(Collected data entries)
———

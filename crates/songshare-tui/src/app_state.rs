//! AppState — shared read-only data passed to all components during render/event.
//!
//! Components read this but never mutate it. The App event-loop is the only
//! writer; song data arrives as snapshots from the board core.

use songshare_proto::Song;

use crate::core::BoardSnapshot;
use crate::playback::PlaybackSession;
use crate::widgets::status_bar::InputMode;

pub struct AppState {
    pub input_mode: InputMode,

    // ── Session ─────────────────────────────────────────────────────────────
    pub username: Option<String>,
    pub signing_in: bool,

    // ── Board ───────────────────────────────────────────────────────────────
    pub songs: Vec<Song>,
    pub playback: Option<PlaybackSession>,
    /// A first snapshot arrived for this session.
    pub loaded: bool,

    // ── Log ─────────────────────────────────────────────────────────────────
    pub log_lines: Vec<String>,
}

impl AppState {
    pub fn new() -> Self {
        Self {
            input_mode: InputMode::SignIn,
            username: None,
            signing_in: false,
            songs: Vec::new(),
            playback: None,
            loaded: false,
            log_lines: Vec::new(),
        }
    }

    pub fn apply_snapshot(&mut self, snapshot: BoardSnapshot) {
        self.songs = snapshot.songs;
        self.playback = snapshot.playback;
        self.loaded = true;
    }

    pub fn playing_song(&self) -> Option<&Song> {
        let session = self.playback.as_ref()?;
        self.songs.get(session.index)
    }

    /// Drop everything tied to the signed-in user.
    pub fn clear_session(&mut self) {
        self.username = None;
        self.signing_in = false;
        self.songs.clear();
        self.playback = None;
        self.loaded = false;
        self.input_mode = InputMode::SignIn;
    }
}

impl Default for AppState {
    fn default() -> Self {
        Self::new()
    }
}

———

** Task item **
Your answer should be the lines above from the one containing "pub fn playing_song(&self)" through the one containing "Self::new()", copied exactly and with both ends kept.

** Your solution **
    pub fn playing_song(&self) -> Option<&Song> {
        let session = self.playback.as_ref()?;
        self.songs.get(session.index)
    }

    /// Drop everything tied to the signed-in user.
    pub fn clear_session(&mut self) {
        self.username = None;
        self.signing_in = false;
        self.songs.clear();
        self.playback = None;
        self.loaded = false;
        self.input_mode = InputMode::SignIn;
    }
}

impl Default for AppState {
    fn default() -> Self {
        Self::new()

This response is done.